Sex & Fury (Furyô anego den: Inoshika Ochô). Norifumi Suzuki, 1973.

😸

Edition screened: Discotek Media Blu-ray, released 2004. Japanese language with English subtitles. Runtime approximately 188 minutes.


Summary: No particular depictions of violence or harm to animals.


The Discotek release surprised me with three or four on-screen interpretive comments, nicely positioned at the top of the screen in a discreet font. They provided two-sentence explanations of cultural references such as the koi-koi card game or a notorious Japanese anarchist. Appreciated and enjoyed.


I also enjoy spinning my wheels about how much I hate comic relief in film. Who is this audience that I’m told needs relief from - cannot bear another moment of - the tension or beauty or intrigue that binds the film together? Maybe it’s about that other kind of relief, the bodily kind, and gomer-goober scenes in a film are permissive cues for that audience sitting in the frequency-and-urgency section to turn their heads toward a companion, phony horse-teeth silent laugh while placing their hands on their thighs, extend that posture adjustment to a standing position with “I’ll just be a minute,” a quick shrug and more horse teeth as though something’s funny.


Sex & Fury stars Reiko Ike and Christina Lindberg in a B-level Lady Snowblade-style film. The cultural comments are the opposite of comic relief. You can turn off your brain, enjoy the topless swordplay, and allow Discotek’s good annotations to provide a little much-needed intelligent relief.


Valentine’s Day

Valentine’s Day. Garry Marshall, 2010.

😸

Edition screened: Watched online. English language. Runtime approximately 125 minutes.


Summary: Trivializing account of a dog killed in a house fire; no visual component.


The Ninth Heart

The Ninth Heart (Deváté srdce). Juraj Herz, 1979.

😸

Edition screened: Included in Severin Blu-ray box set All the Haunts Be Ours: A Compendium of Folk Horror Volume 2, released 2024. Czech language with English subtitles. Runtime approximately 92 minutes.


Summary: No depictions of violence or harm to animals.


The Nest

The Nest. Sean Durkin, 2020.

😿😿

Edition screened: Shout! Factory Blu-ray, released 2021. English language.
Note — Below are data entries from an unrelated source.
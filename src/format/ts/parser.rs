use super::types::*;
use crate::error::{HlsError, Result};

/// Adaptation field contents the demuxer cares about
#[derive(Debug, Clone)]
pub struct AdaptationField {
    /// Field length as carried on the wire (bytes following the length byte)
    pub length: usize,
    /// Discontinuity indicator
    pub discontinuity: bool,
    /// Random access indicator (keyframe marker)
    pub random_access: bool,
    /// Program Clock Reference in 27 MHz units, when present
    pub pcr: Option<u64>,
}

/// Parser for MPEG Transport Stream packets and PSI tables.
///
/// Handles the low-level details of TS parsing: packet headers, adaptation
/// fields, the Program Association Table and the Program Map Table.
#[derive(Debug, Default)]
pub struct TsPacketParser {}

impl TsPacketParser {
    /// Creates a new TS packet parser
    pub fn new() -> Self {
        Self {}
    }

    /// Parses the fixed 4-byte TS packet header
    pub fn parse_header(&self, data: &[u8]) -> Result<TsHeader> {
        if data.len() < TS_HEADER_SIZE {
            return Err(HlsError::InvalidData("TS packet too short".into()));
        }

        if data[0] != 0x47 {
            return Err(HlsError::InvalidData("invalid sync byte".into()));
        }

        Ok(TsHeader {
            sync_byte: data[0],
            transport_error: (data[1] & 0x80) != 0,
            payload_unit_start: (data[1] & 0x40) != 0,
            transport_priority: (data[1] & 0x20) != 0,
            pid: (((data[1] & 0x1f) as u16) << 8) | data[2] as u16,
            scrambling_control: (data[3] >> 6) & 0x03,
            adaptation_field_exists: (data[3] & 0x20) != 0,
            contains_payload: (data[3] & 0x10) != 0,
            continuity_counter: data[3] & 0x0f,
        })
    }

    /// Parses the adaptation field when the header flags one.
    ///
    /// `offset` is the position of the adaptation-field length byte, i.e.
    /// directly behind the 4-byte header.
    pub fn parse_adaptation_field(
        &self,
        data: &[u8],
        offset: usize,
    ) -> Result<Option<AdaptationField>> {
        if (data[3] & 0x20) == 0 {
            return Ok(None);
        }

        let length = data[offset] as usize;
        if length == 0 {
            return Ok(Some(AdaptationField {
                length: 0,
                discontinuity: false,
                random_access: false,
                pcr: None,
            }));
        }

        if data.len() < offset + length + 1 {
            return Err(HlsError::InvalidData("adaptation field too short".into()));
        }

        let flags = data[offset + 1];
        let mut field = AdaptationField {
            length,
            discontinuity: (flags & 0x80) != 0,
            random_access: (flags & 0x40) != 0,
            pcr: None,
        };

        if (flags & 0x10) != 0 {
            let pos = offset + 2;
            if data.len() < pos + 6 {
                return Err(HlsError::InvalidData("PCR data too short".into()));
            }
            let pcr_base = ((data[pos] as u64) << 25)
                | ((data[pos + 1] as u64) << 17)
                | ((data[pos + 2] as u64) << 9)
                | ((data[pos + 3] as u64) << 1)
                | ((data[pos + 4] & 0x80) as u64 >> 7);
            let pcr_ext = (((data[pos + 4] & 0x01) as u64) << 8) | (data[pos + 5] as u64);
            field.pcr = Some(pcr_base * 300 + pcr_ext);
        }

        Ok(Some(field))
    }

    /// Parses a PAT section starting at its table-id byte
    pub fn parse_pat(&self, data: &[u8]) -> Result<Pat> {
        let mut pat = Pat::default();

        if data.len() < 8 {
            return Err(HlsError::InvalidData("PAT section too short".into()));
        }

        if data[0] != TABLE_ID_PAT {
            return Err(HlsError::InvalidData(format!(
                "invalid PAT table ID: 0x{:02x}",
                data[0]
            )));
        }

        let section_length = ((data[1] as usize & 0x0f) << 8) | data[2] as usize;
        let total_length = 3 + section_length;

        if data.len() < total_length {
            return Err(HlsError::InvalidData(
                "PAT data shorter than section length".into(),
            ));
        }

        // Program loop sits between the fixed header and the CRC
        let mut pos = 8;
        while pos + 4 <= total_length - 4 {
            let program_number = ((data[pos] as u16) << 8) | data[pos + 1] as u16;
            let pid = ((data[pos + 2] as u16 & 0x1f) << 8) | data[pos + 3] as u16;

            if program_number != 0 {
                pat.entries.push(PatEntry {
                    program_number,
                    program_map_pid: pid,
                });
            }
            pos += 4;
        }

        Ok(pat)
    }

    /// Parses a PMT section starting at its table-id byte
    pub fn parse_pmt(&self, data: &[u8]) -> Result<Pmt> {
        let mut pmt = Pmt::default();

        if data.len() < 12 {
            return Err(HlsError::InvalidData("PMT section too short".into()));
        }

        if data[0] != TABLE_ID_PMT {
            return Err(HlsError::InvalidData(format!(
                "invalid PMT table ID: 0x{:02x}",
                data[0]
            )));
        }

        let section_length = ((data[1] as usize & 0x0f) << 8) | data[2] as usize;
        let total_length = 3 + section_length;

        if data.len() < total_length {
            return Err(HlsError::InvalidData(
                "PMT data shorter than section length".into(),
            ));
        }

        let mut pos = 8;
        pmt.pcr_pid = ((data[pos] as u16 & 0x1f) << 8) | data[pos + 1] as u16;
        pos += 2;

        let program_info_length = ((data[pos] as usize & 0x0f) << 8) | data[pos + 1] as usize;
        pos += 2;
        if pos + program_info_length > total_length - 4 {
            return Err(HlsError::InvalidData(
                "program info extends beyond section".into(),
            ));
        }
        pos += program_info_length;

        while pos + 5 <= total_length - 4 {
            let stream_type = data[pos];
            let elementary_pid = ((data[pos + 1] as u16 & 0x1f) << 8) | data[pos + 2] as u16;
            let es_info_length = ((data[pos + 3] as usize & 0x0f) << 8) | data[pos + 4] as usize;
            pos += 5;

            if pos + es_info_length > total_length - 4 {
                return Err(HlsError::InvalidData(
                    "ES info extends beyond section".into(),
                ));
            }
            pos += es_info_length;

            pmt.elementary_stream_infos.push(ElementaryStreamInfo {
                stream_type,
                elementary_pid,
            });
        }

        Ok(pmt)
    }
}

#[cfg(test)]
mod tests {
    use super::*;

    #[test]
    fn test_parse_ts_header() {
        let parser = TsPacketParser::new();
        let data = [0x47, 0x41, 0x01, 0x1a];

        let header = parser.parse_header(&data).unwrap();
        assert!(header.payload_unit_start);
        assert_eq!(header.pid, PID_VIDEO);
        assert!(!header.adaptation_field_exists);
        assert!(header.contains_payload);
        assert_eq!(header.continuity_counter, 0x0a);
    }

    #[test]
    fn test_reject_bad_sync_byte() {
        let parser = TsPacketParser::new();
        assert!(parser.parse_header(&[0x48, 0x00, 0x00, 0x10]).is_err());
    }

    #[test]
    fn test_parse_pat() {
        let parser = TsPacketParser::new();
        let data = [
            TABLE_ID_PAT,
            0xb0,
            0x0d, // section length 13
            0x00,
            0x01, // transport stream id
            0xc1,
            0x00,
            0x00,
            0x00,
            0x01, // program number 1
            0xf0,
            0x00, // PMT PID 0x1000
            0x00,
            0x00,
            0x00,
            0x00, // CRC
        ];

        let pat = parser.parse_pat(&data).unwrap();
        assert_eq!(pat.entries.len(), 1);
        assert_eq!(pat.entries[0].program_number, 1);
        assert_eq!(pat.entries[0].program_map_pid, 0x1000);
    }

    #[test]
    fn test_header_round_trip() {
        use bytes::BytesMut;

        let header = TsHeader {
            payload_unit_start: true,
            pid: PID_AUDIO,
            adaptation_field_exists: true,
            continuity_counter: 7,
            ..TsHeader::default()
        };
        let mut buf = BytesMut::new();
        header.write_to(&mut buf);

        let parser = TsPacketParser::new();
        let parsed = parser.parse_header(&buf).unwrap();
        assert_eq!(parsed.pid, PID_AUDIO);
        assert!(parsed.payload_unit_start);
        assert!(parsed.adaptation_field_exists);
        assert_eq!(parsed.continuity_counter, 7);
    }

    #[test]
    fn test_parse_adaptation_field_with_pcr() {
        let parser = TsPacketParser::new();
        let mut packet = vec![0x47, 0x01, 0x01, 0x30];
        packet.push(7); // adaptation field length
        packet.push(0x10); // PCR flag
        // PCR base = 90000 (1 second), ext = 0
        let base: u64 = 90_000;
        packet.push((base >> 25) as u8);
        packet.push((base >> 17) as u8);
        packet.push((base >> 9) as u8);
        packet.push((base >> 1) as u8);
        packet.push(((base & 1) << 7) as u8 | 0x7e);
        packet.push(0x00);

        let field = parser
            .parse_adaptation_field(&packet, 4)
            .unwrap()
            .unwrap();
        assert_eq!(field.pcr, Some(90_000 * 300));
    }
}
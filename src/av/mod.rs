//! # Audio/Video Core Types
//!
//! This module provides the frame model the gateway exchanges with its host
//! media engine, plus the in-process plumbing for it: a broadcast frame ring
//! with keyframe tracking and a process-scoped stream registry.
//!
//! The engine side (publish/subscribe bus, ingest protocols, decoders) is an
//! external collaborator; what crosses the seam is decoded access units:
//!
//! - [`VideoFrame`]: one access unit as an AnnexB NAL unit list, with a
//!   keyframe flag and 90 kHz PTS/DTS
//! - [`AudioFrame`]: one raw AAC frame
//!
//! ## Timestamp convention
//!
//! Frames carry PTS/DTS in 90 kHz units. Constructors that synthesize frames
//! from millisecond timestamps multiply by 90 exactly once, at construction;
//! nothing downstream rescales.
//!
//! ```rust
//! use hlsgate::av::VideoFrame;
//! use bytes::Bytes;
//!
//! let frame = VideoFrame::from_millis(2000, vec![Bytes::from_static(&[0x65, 0x88])], true);
//! assert_eq!(frame.pts, 180_000);
//! ```

use crate::codec::aac::AudioSpecificConfig;
use bytes::Bytes;
use std::time::Duration;

/// Frame ring with keyframe tracking
pub mod ring;

/// Process-scoped stream registry and events
pub mod hub;

pub use hub::{Stream, StreamEvent, StreamHub, StreamOrigin, Track};
pub use ring::{FrameRing, RingReader};

/// Codec identifiers for the elementary streams the gateway carries
#[derive(Debug, Clone, Copy, PartialEq, Eq)]
pub enum CodecId {
    /// H.264/AVC video
    H264,
    /// H.265/HEVC video
    H265,
    /// AAC audio
    Aac,
}

impl CodecId {
    /// True for the video codecs
    pub fn is_video(&self) -> bool {
        matches!(self, CodecId::H264 | CodecId::H265)
    }
}

/// One decoded video access unit
#[derive(Debug, Clone)]
pub struct VideoFrame {
    /// Position of the frame on the stream timeline
    pub timestamp: Duration,
    /// Presentation timestamp, 90 kHz
    pub pts: u64,
    /// Decoding timestamp, 90 kHz
    pub dts: u64,
    /// True when the frame is an IDR/IRAP picture
    pub keyframe: bool,
    /// NAL unit payloads without start codes
    pub nalus: Vec<Bytes>,
}

impl VideoFrame {
    /// Builds a frame from a millisecond timestamp; PTS and DTS both become
    /// `millis * 90`
    pub fn from_millis(millis: u64, nalus: Vec<Bytes>, keyframe: bool) -> Self {
        let ticks = millis * 90;
        Self {
            timestamp: Duration::from_millis(millis),
            pts: ticks,
            dts: ticks,
            keyframe,
            nalus,
        }
    }

    /// Sets a distinct presentation timestamp (90 kHz) for B-frame reordering
    pub fn with_pts(mut self, pts: u64) -> Self {
        self.pts = pts;
        self
    }
}

/// One raw AAC frame
#[derive(Debug, Clone)]
pub struct AudioFrame {
    /// Position of the frame on the stream timeline
    pub timestamp: Duration,
    /// Presentation timestamp, 90 kHz
    pub pts: u64,
    /// Raw AAC frame payload, without ADTS framing
    pub data: Bytes,
}

impl AudioFrame {
    /// Builds a frame from a millisecond timestamp; PTS becomes `millis * 90`
    pub fn from_millis(millis: u64, data: Bytes) -> Self {
        Self {
            timestamp: Duration::from_millis(millis),
            pts: millis * 90,
            data,
        }
    }
}

/// A frame of either kind, as stored in a track ring
#[derive(Debug, Clone)]
pub enum Frame {
    /// Video access unit
    Video(VideoFrame),
    /// Audio frame
    Audio(AudioFrame),
}

impl Frame {
    /// Timeline position of the frame
    pub fn timestamp(&self) -> Duration {
        match self {
            Frame::Video(f) => f.timestamp,
            Frame::Audio(f) => f.timestamp,
        }
    }

    /// True for video keyframes
    pub fn is_keyframe(&self) -> bool {
        matches!(self, Frame::Video(f) if f.keyframe)
    }
}

/// Codec configuration of a video track
#[derive(Debug, Clone)]
pub struct VideoParams {
    /// Video codec in use
    pub codec: CodecId,
    /// Picture width in pixels
    pub width: u32,
    /// Picture height in pixels
    pub height: u32,
    /// Sequence parameter set payload
    pub sps: Bytes,
    /// Picture parameter set payload
    pub pps: Bytes,
    /// Video parameter set payload (H.265 only)
    pub vps: Option<Bytes>,
}

/// Codec configuration of a track, video or audio
#[derive(Debug, Clone)]
pub enum TrackParams {
    /// Video track configuration
    Video(VideoParams),
    /// Audio track configuration
    Audio(AudioSpecificConfig),
}

impl TrackParams {
    /// The codec this track carries
    pub fn codec(&self) -> CodecId {
        match self {
            TrackParams::Video(p) => p.codec,
            TrackParams::Audio(_) => CodecId::Aac,
        }
    }
}

#[cfg(test)]
mod tests {
    use super::*;

    #[test]
    fn test_millis_to_90khz() {
        let v = VideoFrame::from_millis(1000, Vec::new(), false);
        assert_eq!(v.pts, 90_000);
        assert_eq!(v.dts, 90_000);
        assert_eq!(v.timestamp, Duration::from_secs(1));

        let a = AudioFrame::from_millis(23, Bytes::new());
        assert_eq!(a.pts, 2070);
    }

    #[test]
    fn test_frame_keyframe() {
        let v = Frame::Video(VideoFrame::from_millis(0, Vec::new(), true));
        assert!(v.is_keyframe());
        let a = Frame::Audio(AudioFrame::from_millis(0, Bytes::new()));
        assert!(!a.is_keyframe());
    }
}
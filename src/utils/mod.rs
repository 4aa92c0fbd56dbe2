//! # Utility Functions and Types
//!
//! This module provides common utility functions and types used throughout the hlsgate library.
//! It includes implementations for:
//!
//! - Bit-level operations and manipulation
//! - CRC calculation for MPEG-TS PSI tables
//! - Pooled byte buffers for segment storage
//!
//! ## Bit Operations
//!
//! The bits module provides utilities for working with bit-level data:
//!
//! ```rust
//! use hlsgate::utils::BitReader;
//!
//! # fn main() -> Result<(), Box<dyn std::error::Error>> {
//! let data = vec![0b10110011u8];
//! let mut reader = BitReader::new(&data);
//!
//! // Read specific number of bits
//! let value = reader.read_bits(3)?; // Reads first 3 bits (101)
//! assert_eq!(value, 0b101);
//! # Ok(())
//! # }
//! ```

/// Bit manipulation and bitstream reading utilities
pub mod bits;

/// CRC calculation implementations
pub mod crc;

/// Pooled byte buffers with power-of-two size classes
pub mod pool;

// Re-export commonly used types
pub use bits::*;
pub use crc::Crc32Mpeg2;
pub use pool::{BytesPool, PooledBuf};
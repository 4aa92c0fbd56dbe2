//! # Media Format Implementations
//!
//! This module provides the container and delivery formats the gateway
//! speaks:
//!
//! - **TS**: MPEG Transport Stream muxing, demuxing and PES handling
//! - **HLS**: segmentation, playlists, the remote puller and the HTTP surface
//!
//! ## Example: demuxing a segment
//!
//! ```rust,no_run
//! use hlsgate::format::{Demuxer, ts::TsDemuxer};
//!
//! # async fn example(segment: &[u8]) -> Result<(), Box<dyn std::error::Error>> {
//! let mut demuxer = TsDemuxer::new(segment);
//! while let Some(payload) = demuxer.next_payload().await? {
//!     println!("pid {} pts {}", payload.pid, payload.pts);
//! }
//! # Ok(())
//! # }
//! ```

use crate::format::ts::demuxer::TsPayload;
use crate::Result;

/// HLS segmentation, stores, puller and HTTP surface
pub mod hls;

/// MPEG Transport Stream (TS) format implementation
pub mod ts;

/// Common trait for demuxers that extract elementary payloads from
/// container formats
#[async_trait::async_trait]
pub trait Demuxer: Send {
    /// Reads the next elementary payload, or `None` at end of input.
    ///
    /// # Errors
    ///
    /// Returns an error on I/O failure; corrupt packets inside the stream
    /// are skipped rather than surfaced here.
    async fn next_payload(&mut self) -> Result<Option<TsPayload>>;
}

// Re-export commonly used types
pub use self::hls::{HlsPlugin, HlsPuller, HlsWriter};
pub use self::ts::{TsDemuxer, TsMuxer, TsReader};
Runtime approximately 107 minutes.


Summary: Recurring images of a dead horse.


Details:

1) Several times after the family moves to England we hear the horse whinnying in distress and kicking in his stall.


2) While the loving trainer is riding her horse, the horse gently collapses and rolls over in impending death. She strokes the horse in tearful panic as the animal wheezes. 50:40 - 51:16


2) A neighboring farmer is enlisted to shoot the suffering horse, 55:10-55:20. We hear the gun shot but the visual component is obscured.


3) The trainer and her two children cover the beloved horse’s body with sheets, then we see the body transported in the bucket of a loader and dumped into a grave, 58:12 - 1:00:50.  The dumping of the horse’s body is upsetting.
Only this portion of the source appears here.